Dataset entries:

● ● ● ● ●

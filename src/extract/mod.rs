//! Score and label extraction from unstructured MMI pages.
//!
//! The pages have no stable schema, so extraction works on visible text
//! rather than on selectors:
//!
//! 1. **Strip markup**: keep text nodes outside `script`/`style`/`noscript`/
//!    `template`, collapse whitespace
//! 2. **Score**: run [`score::SCORE_MATCHERS`] in order, first hit wins
//! 3. **Label**: run [`label::LABEL_MATCHERS`] in order, first hit wins
//! 4. **Derive**: a score without a label gets [`Mood::from_score`]; a label
//!    without a score stays without one
//!
//! Matching is best-effort. When a page's wording drifts the affected field
//! is simply absent; nothing here returns an error.

pub mod label;
pub mod score;

use scraper::{Html, Node};
use tracing::{debug, instrument};

use crate::models::{Mood, Reading, SourceKind, SourceResult};
use crate::utils::normalize_ws;

const HIDDEN_ELEMENTS: [&str; 4] = ["script", "style", "noscript", "template"];

/// Reduce an HTML document to its visible text on a single line.
pub fn strip_markup(page: &str) -> String {
    let document = Html::parse_document(page);
    let mut parts: Vec<&str> = Vec::new();

    for node in document.root_element().descendants() {
        let Node::Text(text) = node.value() else {
            continue;
        };
        let hidden = node
            .parent()
            .and_then(|parent| parent.value().as_element())
            .is_some_and(|el| HIDDEN_ELEMENTS.contains(&el.name()));
        if !hidden {
            parts.push(text);
        }
    }

    normalize_ws(&parts.join(" "))
}

/// Extract a [`Reading`] from plain text that has already been stripped.
pub fn extract_reading(text: &str) -> Reading {
    let score = score::find_score(text);
    let label = label::find_label(text);

    match (&score, &label) {
        (Some((score_by, value)), Some((label_by, word))) => {
            debug!(score = value, score_by, label = %word, label_by, "Matched score and label")
        }
        (Some((score_by, value)), None) => {
            debug!(score = value, score_by, "Matched score only; deriving label")
        }
        (None, Some((label_by, word))) => debug!(label = %word, label_by, "Matched label only"),
        (None, None) => debug!("No score or label pattern matched"),
    }

    let score = score.map(|(_, value)| value);
    let label = label
        .map(|(_, word)| word)
        .or_else(|| score.map(|value| Mood::from_score(value).as_str().to_string()));

    Reading { score, label }
}

/// Extract a source's result from raw page text (HTML or plain).
#[instrument(level = "info", skip_all, fields(%kind, bytes = page_text.len()))]
pub fn extract(page_text: &str, kind: SourceKind) -> SourceResult {
    let text = strip_markup(page_text);
    SourceResult::extracted(kind, extract_reading(&text))
}
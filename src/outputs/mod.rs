//! Output generation for a run's results.
//!
//! # Submodules
//!
//! - [`message`]: Renders [`SourceResult`](crate::models::SourceResult)s into
//!   the Markdown text delivered to the chat

pub mod message;
//! Rendering of source results into a Telegram Markdown message.
//!
//! Layout:
//!
//! ```text
//! 📊 *Market Mood Index Update*
//! 🕐 18 October 2026, 09:15 AM
//!
//! 📈 *TickerTape:*
//! 🔢 MMI Score: *52.92*
//! 😐 Mood: *Neutral*
//!
//! 📈 *GoodReturns:*
//! ❌ GoodReturns fetch failed: HTTP status 503
//!
//! ℹ️ _Sources: TickerTape, GoodReturns_
//! _Different sources may show slightly different values._
//! ```
//!
//! Only `*bold*` and `_italic_` markers are emitted. Page-derived text is
//! inserted as-is; nothing is escaped.

use chrono::{DateTime, TimeZone};
use itertools::Itertools;
use std::fmt::{Display, Write};

use crate::models::{Mood, Outcome, RenderedMessage, SourceResult};

pub const TITLE: &str = "📊 *Market Mood Index Update*";
pub const INCOMPLETE_LINE: &str = "⚠️ Could not extract complete data";
pub const DISCLAIMER: &str = "_Different sources may show slightly different values._";

/// `18 October 2026, 09:15 AM`
const TIMESTAMP_FORMAT: &str = "%d %B %Y, %I:%M %p";

fn mood_emoji(label: &str) -> &'static str {
    match Mood::parse(label) {
        Some(Mood::ExtremeFear) => "😱",
        Some(Mood::Fear) => "😟",
        Some(Mood::Neutral) => "😐",
        Some(Mood::Greed) => "🤑",
        Some(Mood::ExtremeGreed) => "🚀",
        None => "🧭",
    }
}

/// Render results, in the given order, into one message.
pub fn format_message<Tz>(results: &[(String, SourceResult)], generated_at: &DateTime<Tz>) -> RenderedMessage
where
    Tz: TimeZone,
    Tz::Offset: Display,
{
    let mut text = String::new();

    writeln!(text, "{TITLE}").unwrap();
    writeln!(text, "🕐 {}", generated_at.format(TIMESTAMP_FORMAT)).unwrap();

    for (name, result) in results {
        writeln!(text).unwrap();
        writeln!(text, "📈 *{name}:*").unwrap();
        match &result.outcome {
            Outcome::Failed(error) => {
                writeln!(text, "❌ {error}").unwrap();
            }
            Outcome::Extracted(reading) => match (reading.score, reading.label.as_deref()) {
                (Some(score), Some(label)) => {
                    writeln!(text, "🔢 MMI Score: *{score:.2}*").unwrap();
                    writeln!(text, "{} Mood: *{label}*", mood_emoji(label)).unwrap();
                }
                _ => {
                    writeln!(text, "{INCOMPLETE_LINE}").unwrap();
                }
            },
        }
    }

    writeln!(text).unwrap();
    writeln!(
        text,
        "ℹ️ _Sources: {}_",
        results.iter().map(|(name, _)| name.as_str()).join(", ")
    )
    .unwrap();
    write!(text, "{DISCLAIMER}").unwrap();

    RenderedMessage::new(text)
}
//! Score matchers, tried in order against the page's visible text.
//!
//! Order is significant: the first matcher that yields a value wins, and
//! later matchers are never consulted. Within one matcher, occurrences are
//! scanned left to right. An occurrence is skipped when its value is outside
//! `0..=100` or when it is only part of a larger number (`24,350.10`).
//!
//! Skipping means a matcher can come up empty even though its pattern is on
//! the page. When every hit of a higher-precedence matcher is skipped, the
//! page falls through to the next matcher in the cascade.

use once_cell::sync::Lazy;
use regex::Regex;

/// A named score matcher.
pub struct ScoreMatcher {
    pub name: &'static str,
    pub find: fn(&str) -> Option<f64>,
}

/// The score cascade, highest precedence first.
pub const SCORE_MATCHERS: &[ScoreMatcher] = &[
    ScoreMatcher {
        name: "changed_from",
        find: changed_from,
    },
    ScoreMatcher {
        name: "trailing_phrase",
        find: trailing_phrase,
    },
    ScoreMatcher {
        name: "keyword_then_value",
        find: keyword_then_value,
    },
    ScoreMatcher {
        name: "value_then_keyword",
        find: value_then_keyword,
    },
];

// "MMI changed from 50.00 52.92" / "Market Mood Index changed from 50.00 to 52.92"
static CHANGED_FROM: Lazy<Regex> = Lazy::new(|| {
    Regex::new(
        r"(?i)\b(?:MMI|Market\s+Mood\s+Index)\s+changed\s+from\s+(\d+(?:\.\d+)?)\b\s*(?:to\s+)?\b(\d+(?:\.\d+)?)\b",
    )
    .unwrap()
});

static TRAILING_PHRASE: Lazy<Regex> =
    Lazy::new(|| Regex::new(r"(?i)\b(\d+(?:\.\d+)?)\s*NIFTY\s+returned").unwrap());

static KEYWORD_THEN_VALUE: Lazy<Regex> = Lazy::new(|| {
    Regex::new(r"(?i)\b(?:Market\s+Mood\s+Index|MMI|Index)\s*[:\s]\s*(\d+(?:\.\d+)?)\b").unwrap()
});

static VALUE_THEN_KEYWORD: Lazy<Regex> = Lazy::new(|| {
    Regex::new(r"(?i)\b(\d+(?:\.\d+)?)\s*[:\s]\s*(?:Market\s+Mood\s+Index|MMI)\b").unwrap()
});

fn in_range(raw: &str) -> Option<f64> {
    raw.parse::<f64>()
        .ok()
        .filter(|v| (0.0..=100.0).contains(v))
}

// A digit, or a `,`/`.` followed by a digit, means the number keeps going.
fn continues_number(mut chars: impl Iterator<Item = char>) -> bool {
    match chars.next() {
        Some(c) if c.is_ascii_digit() => true,
        Some(',' | '.') => chars.next().is_some_and(|c| c.is_ascii_digit()),
        _ => false,
    }
}

/// `false` when `m` is a digit group cut out of a longer number.
fn is_whole_number(text: &str, m: &regex::Match<'_>) -> bool {
    !continues_number(text[..m.start()].chars().rev()) && !continues_number(text[m.end()..].chars())
}

fn first_capture(re: &Regex, text: &str, group: usize) -> Option<f64> {
    re.captures_iter(text)
        .filter_map(|caps| caps.get(group))
        .filter(|m| is_whole_number(text, m))
        .find_map(|m| in_range(m.as_str()))
}

fn changed_from(text: &str) -> Option<f64> {
    first_capture(&CHANGED_FROM, text, 2)
}

fn trailing_phrase(text: &str) -> Option<f64> {
    first_capture(&TRAILING_PHRASE, text, 1)
}

fn keyword_then_value(text: &str) -> Option<f64> {
    first_capture(&KEYWORD_THEN_VALUE, text, 1)
}

fn value_then_keyword(text: &str) -> Option<f64> {
    first_capture(&VALUE_THEN_KEYWORD, text, 1)
}

/// Run the cascade. Returns the winning matcher's name alongside the value.
pub fn find_score(text: &str) -> Option<(&'static str, f64)> {
    SCORE_MATCHERS
        .iter()
        .find_map(|m| (m.find)(text).map(|score| (m.name, score)))
}

#[cfg(test)]
mod tests {
    use super::*;

    #[test]
    fn test_matcher_order() {
        let names: Vec<_> = SCORE_MATCHERS.iter().map(|m| m.name).collect();
        assert_eq!(
            names,
            ["changed_from", "trailing_phrase", "keyword_then_value", "value_then_keyword"]
        );
    }

    #[test]
    fn test_changed_from_takes_second_value() {
        assert_eq!(
            find_score("Today MMI changed from 50.00 52.92 since yesterday"),
            Some(("changed_from", 52.92))
        );
        assert_eq!(
            find_score("Market Mood Index changed from 41.2 to 38.75"),
            Some(("changed_from", 38.75))
        );
    }

    #[test]
    fn test_changed_from_beats_keyword() {
        // keyword pattern appears first in the text but has lower precedence
        let text = "MMI: 12.5 ... MMI changed from 50.00 52.92";
        assert_eq!(find_score(text), Some(("changed_from", 52.92)));
    }

    #[test]
    fn test_trailing_phrase() {
        assert_eq!(
            find_score("Current reading 63.4 NIFTY returned 1.2% this week"),
            Some(("trailing_phrase", 63.4))
        );
    }

    #[test]
    fn test_keyword_then_value() {
        assert_eq!(
            find_score("Market Mood Index: 47.10 as of close"),
            Some(("keyword_then_value", 47.10))
        );
        assert_eq!(find_score("mmi 33"), Some(("keyword_then_value", 33.0)));
    }

    #[test]
    fn test_value_then_keyword() {
        assert_eq!(
            find_score("today's reading is 71.25 MMI"),
            Some(("value_then_keyword", 71.25))
        );
    }

    #[test]
    fn test_out_of_range_values_skipped_within_matcher() {
        // "Index 500" is not a score; the later in-range occurrence is
        assert_eq!(
            find_score("Index 500 updated. Index: 58.3"),
            Some(("keyword_then_value", 58.3))
        );
    }

    #[test]
    fn test_changed_from_needs_mood_index_prefix() {
        let text = "NIFTY changed from 24350.10 24410.55 today. MMI changed from 50.00 52.92";
        assert_eq!(find_score(text), Some(("changed_from", 52.92)));
        assert_eq!(changed_from("The index changed from 41.2 to 38.75"), None);
    }

    #[test]
    fn test_digit_groups_of_larger_numbers_skipped() {
        let text = "Nifty 50 Index 24,350.10 closed higher. MMI: 52.92";
        assert_eq!(find_score(text), Some(("keyword_then_value", 52.92)));
        assert_eq!(find_score("Sensex 81,050 MMI"), None);
        assert_eq!(find_score("Index 24350.10 NIFTY returned 0.4%"), None);
    }

    #[test]
    fn test_out_of_range_hits_fall_through_to_next_matcher() {
        // changed_from matches, but neither of its hits is a valid score
        let text = "MMI changed from 250 300 overnight. MMI: 40";
        assert_eq!(changed_from(text), None);
        assert_eq!(find_score(text), Some(("keyword_then_value", 40.0)));
    }

    #[test]
    fn test_no_match() {
        assert_eq!(find_score("Nothing to see here"), None);
        assert_eq!(find_score(""), None);
    }
}
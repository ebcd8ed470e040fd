//! Data models for sources, extraction results and delivery.
//!
//! This module defines the core data structures used throughout the application:
//! - [`SourceKind`]: Which family of page a source belongs to
//! - [`SourceResult`]: What one fetch-and-extract attempt produced
//! - [`Mood`]: The five canonical sentiment labels and their score thresholds
//! - [`RenderedMessage`]: The formatted text handed to the notifier
//! - [`DeliveryReceipt`]: The messaging platform's acknowledgement
//!
//! Every value here is built fresh for a single run and dropped afterwards;
//! nothing is persisted.

use serde::{Deserialize, Serialize};
use std::fmt;

/// The family of page a source URL points at.
///
/// Both kinds go through the same extraction cascade; the tag travels with
/// the result so logs and the rendered message can tell sources apart.
#[derive(Debug, Clone, Copy, PartialEq, Eq, Serialize, Deserialize)]
#[serde(rename_all = "snake_case")]
pub enum SourceKind {
    /// A TickerTape-style MMI page ("MMI changed from ... ", "is in the ... zone").
    TickerTape,
    /// Any other HTML page that mentions the index in prose (e.g. GoodReturns).
    GenericHtml,
}

impl fmt::Display for SourceKind {
    fn fmt(&self, f: &mut fmt::Formatter<'_>) -> fmt::Result {
        match self {
            SourceKind::TickerTape => f.write_str("ticker_tape"),
            SourceKind::GenericHtml => f.write_str("generic_html"),
        }
    }
}

/// Score and label recovered from a page.
///
/// Either field may be absent when the page layout has drifted; that is a
/// normal outcome and is rendered as "could not extract complete data".
#[derive(Debug, Clone, Default, PartialEq, Serialize)]
pub struct Reading {
    pub score: Option<f64>,
    pub label: Option<String>,
}

impl Reading {
    /// Both a score and a label are present.
    pub fn is_complete(&self) -> bool {
        self.score.is_some() && self.label.is_some()
    }
}

/// Outcome of one source's fetch-and-extract attempt.
#[derive(Debug, Clone, PartialEq, Serialize)]
#[serde(tag = "status", content = "value", rename_all = "snake_case")]
pub enum Outcome {
    /// The page was fetched; the reading holds whatever the matchers found.
    Extracted(Reading),
    /// The page could not be fetched. Carries the user-facing error text.
    Failed(String),
}

/// Result for a single source in a single run.
#[derive(Debug, Clone, PartialEq, Serialize)]
pub struct SourceResult {
    pub source: SourceKind,
    pub outcome: Outcome,
}

impl SourceResult {
    pub fn extracted(source: SourceKind, reading: Reading) -> Self {
        Self {
            source,
            outcome: Outcome::Extracted(reading),
        }
    }

    pub fn failed(source: SourceKind, error: impl Into<String>) -> Self {
        Self {
            source,
            outcome: Outcome::Failed(error.into()),
        }
    }

    pub fn score(&self) -> Option<f64> {
        match &self.outcome {
            Outcome::Extracted(reading) => reading.score,
            Outcome::Failed(_) => None,
        }
    }

    pub fn label(&self) -> Option<&str> {
        match &self.outcome {
            Outcome::Extracted(reading) => reading.label.as_deref(),
            Outcome::Failed(_) => None,
        }
    }

    pub fn error(&self) -> Option<&str> {
        match &self.outcome {
            Outcome::Failed(error) => Some(error),
            Outcome::Extracted(_) => None,
        }
    }
}

/// The five canonical Market Mood Index zones.
#[derive(Debug, Clone, Copy, PartialEq, Eq)]
pub enum Mood {
    ExtremeFear,
    Fear,
    Neutral,
    Greed,
    ExtremeGreed,
}

impl Mood {
    /// Multi-word labels come first so "Fear" never shadows "Extreme Fear".
    pub const BY_SPECIFICITY: [Mood; 5] = [
        Mood::ExtremeFear,
        Mood::ExtremeGreed,
        Mood::Fear,
        Mood::Greed,
        Mood::Neutral,
    ];

    /// Map a score onto its zone.
    ///
    /// | score | zone |
    /// |-------|------|
    /// | `< 25` | Extreme Fear |
    /// | `25 ≤ s < 45` | Fear |
    /// | `45 ≤ s < 55` | Neutral |
    /// | `55 ≤ s < 75` | Greed |
    /// | `≥ 75` | Extreme Greed |
    pub fn from_score(score: f64) -> Self {
        if score < 25.0 {
            Mood::ExtremeFear
        } else if score < 45.0 {
            Mood::Fear
        } else if score < 55.0 {
            Mood::Neutral
        } else if score < 75.0 {
            Mood::Greed
        } else {
            Mood::ExtremeGreed
        }
    }

    pub fn as_str(&self) -> &'static str {
        match self {
            Mood::ExtremeFear => "Extreme Fear",
            Mood::Fear => "Fear",
            Mood::Neutral => "Neutral",
            Mood::Greed => "Greed",
            Mood::ExtremeGreed => "Extreme Greed",
        }
    }

    /// Case-insensitive lookup of a display label.
    pub fn parse(label: &str) -> Option<Self> {
        Mood::BY_SPECIFICITY
            .into_iter()
            .find(|mood| mood.as_str().eq_ignore_ascii_case(label.trim()))
    }
}

impl fmt::Display for Mood {
    fn fmt(&self, f: &mut fmt::Formatter<'_>) -> fmt::Result {
        f.write_str(self.as_str())
    }
}

/// Formatted message text, ready for a single delivery attempt.
#[derive(Debug, Clone, PartialEq, Eq)]
pub struct RenderedMessage(String);

impl RenderedMessage {
    pub fn new(text: String) -> Self {
        Self(text)
    }

    pub fn as_str(&self) -> &str {
        &self.0
    }
}

impl fmt::Display for RenderedMessage {
    fn fmt(&self, f: &mut fmt::Formatter<'_>) -> fmt::Result {
        f.write_str(&self.0)
    }
}

/// Acknowledgement returned by the messaging platform on success.
#[derive(Debug, Clone, PartialEq)]
pub struct DeliveryReceipt {
    /// Identifier of the posted message, when the platform reports one.
    pub message_id: Option<i64>,
    /// The full acknowledgement body.
    pub payload: serde_json::Value,
}
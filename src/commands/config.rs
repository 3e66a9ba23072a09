// SPDX-License-Identifier: AGPL-3.0-or-later
// SPDX-FileCopyrightText: 2025 Jonathan D.A. Jewell

use crate::config::{self, Config};
use anyhow::Result;
use std::path::Path;

pub fn run(config: &Config, path: &Path, key: Option<&str>, value: Option<&str>) -> Result<()> {
    match (key, value) {
        (None, _) => {
            println!("# {}", path.display());
            for (k, v) in config.entries() {
                println!("{k} = {v}");
            }
        }
        (Some(k), None) => {
            let v = config
                .get(k)
                .ok_or_else(|| anyhow::anyhow!("Unknown config key: {}. Valid: {}", k, config::KEYS.join(", ")))?;
            println!("{v}");
        }
        (Some(k), Some(v)) => {
            tracing::info!("Setting {} = {}", k, v);
            config::set(path, k, v)?;
            println!("Set {} = {} in {}", k, v, path.display());
        }
    }
    Ok(())
}
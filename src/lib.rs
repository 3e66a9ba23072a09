// SPDX-License-Identifier: AGPL-3.0-or-later
// SPDX-FileCopyrightText: 2025 Jonathan D.A. Jewell
//
//! Snap channels library - parse, group and order snap channel names
//!
//! A channel is addressed as `track/risk/branch`, but store responses and
//! publishers use shorthand forms (`risk`, `track/risk`, `risk/branch`).
//! This crate parses those forms, folds them into a track → risk → branch
//! tree, and produces a stable, human-meaningful ordering of the tree and
//! of the flat channel list.

#![warn(missing_docs)]
#![warn(clippy::all)]
#![warn(clippy::pedantic)]
#![allow(clippy::module_name_repetitions)]

pub mod channel;
pub mod commands;
pub mod config;
pub mod error;
pub mod sort;
pub mod tree;

pub use channel::{get_channel_string, parse_channel};
pub use error::{ChannelError, Result};
pub use sort::sort_alpha_num;
pub use tree::{create_channel_tree, sort_channels};

/// Core channel data types
pub mod types {
    use serde::{Deserialize, Serialize};
    use std::fmt;
    use std::str::FromStr;

    /// Track used when a channel string does not name one
    pub const DEFAULT_TRACK: &str = "latest";

    /// Branch sentinel meaning "no branch"
    pub const NO_BRANCH: &str = "_base";

    // =========================================================================
    // Risk
    // =========================================================================

    /// Stability level of a channel, ordered from most to least stable
    #[derive(Debug, Clone, Copy, PartialEq, Eq, PartialOrd, Ord, Hash, Serialize, Deserialize)]
    #[serde(rename_all = "lowercase")]
    pub enum Risk {
        /// Production ready
        Stable,
        /// Release candidate
        Candidate,
        /// Feature complete, still being tested
        Beta,
        /// Latest development builds
        Edge,
    }

    impl Risk {
        /// Fixed stability order used when sorting risks
        pub const ALL: [Risk; 4] = [Risk::Stable, Risk::Candidate, Risk::Beta, Risk::Edge];

        /// Name as it appears in a channel string
        #[must_use]
        pub fn as_str(&self) -> &'static str {
            match self {
                Self::Stable => "stable",
                Self::Candidate => "candidate",
                Self::Beta => "beta",
                Self::Edge => "edge",
            }
        }

        /// Look up a risk by its exact channel-string name
        #[must_use]
        pub fn from_name(name: &str) -> Option<Self> {
            Self::ALL.into_iter().find(|r| r.as_str() == name)
        }

        /// Whether `name` is one of the fixed risk names
        #[must_use]
        pub fn is_risk(name: &str) -> bool {
            Self::from_name(name).is_some()
        }

        /// Position in the stability table (0 = most stable)
        #[must_use]
        pub fn position(&self) -> usize {
            Self::ALL.iter().position(|r| r == self).unwrap_or(Self::ALL.len())
        }
    }

    impl fmt::Display for Risk {
        fn fmt(&self, f: &mut fmt::Formatter<'_>) -> fmt::Result {
            f.write_str(self.as_str())
        }
    }

    impl FromStr for Risk {
        type Err = String;

        fn from_str(s: &str) -> Result<Self, Self::Err> {
            Self::from_name(s).ok_or_else(|| {
                format!("Unknown risk: {s}. Valid: stable, candidate, beta, edge")
            })
        }
    }

    // =========================================================================
    // Parsed channel
    // =========================================================================

    /// Which components were written out in the original channel string
    #[derive(Debug, Clone, Copy, PartialEq, Eq, Hash, Default, Serialize, Deserialize)]
    pub struct ChannelFormat {
        /// Track segment was present
        pub track: bool,
        /// Risk segment was present
        pub risk: bool,
        /// Branch segment was present
        pub branch: bool,
    }

    /// A channel string broken into its track, risk and branch
    #[derive(Debug, Clone, PartialEq, Eq, Hash, Serialize, Deserialize)]
    pub struct ParsedChannel {
        /// Track name (`latest` or the configured default when omitted)
        pub track: String,
        /// Risk name, not validated against [`Risk::ALL`]
        pub risk: String,
        /// Branch name (`_base` when omitted)
        pub branch: String,
        /// Shorthand the channel was written in
        pub format: ChannelFormat,
    }

    impl ParsedChannel {
        /// Known risk level, if the risk name is one of the fixed four
        #[must_use]
        pub fn known_risk(&self) -> Option<Risk> {
            Risk::from_name(&self.risk)
        }

        /// True when the channel has no branch
        #[must_use]
        pub fn is_base(&self) -> bool {
            self.branch == NO_BRANCH
        }

        /// Whether this channel addresses the exact same track, risk and branch
        #[must_use]
        pub fn same_path(&self, track: &str, risk: &str, branch: &str) -> bool {
            self.track == track && self.risk == risk && self.branch == branch
        }

        /// Rebuild the channel string in the shorthand it was parsed from
        #[must_use]
        pub fn to_shorthand(&self) -> String {
            let mut parts: Vec<&str> = Vec::with_capacity(3);
            if self.format.track {
                parts.push(&self.track);
            }
            if self.format.risk {
                parts.push(&self.risk);
            }
            if self.format.branch {
                parts.push(&self.branch);
            }
            parts.join("/")
        }

        /// Fully qualified name, `track/risk` or `track/risk/branch`
        #[must_use]
        pub fn full_name(&self) -> String {
            let branch = if self.is_base() { None } else { Some(self.branch.as_str()) };
            crate::channel::get_channel_string(&self.track, &self.risk, branch)
        }
    }

    impl fmt::Display for ParsedChannel {
        fn fmt(&self, f: &mut fmt::Formatter<'_>) -> fmt::Result {
            f.write_str(&self.full_name())
        }
    }

    // =========================================================================
    // Options
    // =========================================================================

    /// Options shared by parsing and sorting
    #[derive(Debug, Clone, Default, PartialEq, Eq, Serialize, Deserialize)]
    pub struct SortOptions {
        /// Track assumed for shorthand channels and hoisted first when sorting
        #[serde(default)]
        pub default_track: Option<String>,
    }

    impl SortOptions {
        /// Options with a specific default track
        pub fn with_default_track(track: impl Into<String>) -> Self {
            Self {
                default_track: Some(track.into()),
            }
        }

        /// The effective default track
        #[must_use]
        pub fn default_track(&self) -> &str {
            self.default_track.as_deref().unwrap_or(DEFAULT_TRACK)
        }
    }
}

/// Prelude for common imports
pub mod prelude {
    pub use crate::error::{ChannelError, Result};
    pub use crate::tree::{ChannelTree, SortedChannels};
    pub use crate::types::*;
}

● ● ● ● ●

### WHAT THE EXERCISE ASKS
Looking at the entries, how many lines contain the string "commands"? The answer is that number alone.

### FINISHED EXERCISE
2